(Dataset entries)
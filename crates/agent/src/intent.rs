//! Intent classification
//!
//! Keyword-table classifier with a fixed priority: crisis phrases first,
//! then voice requests, then categories in configured order, then generic.
//! Classification is synchronous and has no side effects.

use peer_support_config::ClassifierConfig;
use peer_support_core::{Intent, Urgency};

/// Stateless classifier over immutable keyword tables
#[derive(Debug, Clone)]
pub struct IntentClassifier {
    tables: ClassifierConfig,
}

impl Default for IntentClassifier {
    fn default() -> Self {
        Self::new(ClassifierConfig::default())
    }
}

impl IntentClassifier {
    pub fn new(tables: ClassifierConfig) -> Self {
        Self {
            tables: tables.normalized(),
        }
    }

    pub fn tables(&self) -> &ClassifierConfig {
        &self.tables
    }

    /// Classify one utterance
    pub fn classify(&self, utterance: &str) -> Intent {
        let text = utterance.trim().to_lowercase();
        if text.is_empty() {
            return Intent::generic();
        }

        // Crisis always wins
        if self
            .tables
            .crisis_phrases
            .iter()
            .any(|phrase| text.contains(phrase.as_str()))
        {
            return Intent::crisis();
        }

        if self
            .tables
            .voice_terms
            .iter()
            .any(|term| text.contains(term.as_str()))
        {
            return Intent::voice_request();
        }

        for entry in &self.tables.categories {
            let matched: Vec<&String> = entry
                .triggers
                .iter()
                .filter(|trigger| text.contains(trigger.as_str()))
                .collect();
            if matched.is_empty() {
                continue;
            }

            let urgency = if self
                .tables
                .urgency_terms
                .iter()
                .any(|term| text.contains(term.as_str()))
            {
                Urgency::Elevated
            } else {
                Urgency::None
            };

            let mut keywords: Vec<String> = Vec::with_capacity(matched.len() + entry.topics.len());
            for keyword in matched.into_iter().chain(entry.topics.iter()) {
                if !keywords.contains(keyword) {
                    keywords.push(keyword.clone());
                }
            }

            return Intent::category_topic(entry.category, urgency, keywords);
        }

        Intent::generic()
    }
}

» Description of the task
Copy every line where the word "tables" is present in the entries above.

» Task response
/// Stateless classifier over immutable keyword tables
    tables: ClassifierConfig,
    pub fn new(tables: ClassifierConfig) -> Self {
            tables: tables.normalized(),
    pub fn tables(&self) -> &ClassifierConfig {
        &self.tables
            .tables
            .tables
        for entry in &self.tables.categories {
                .tables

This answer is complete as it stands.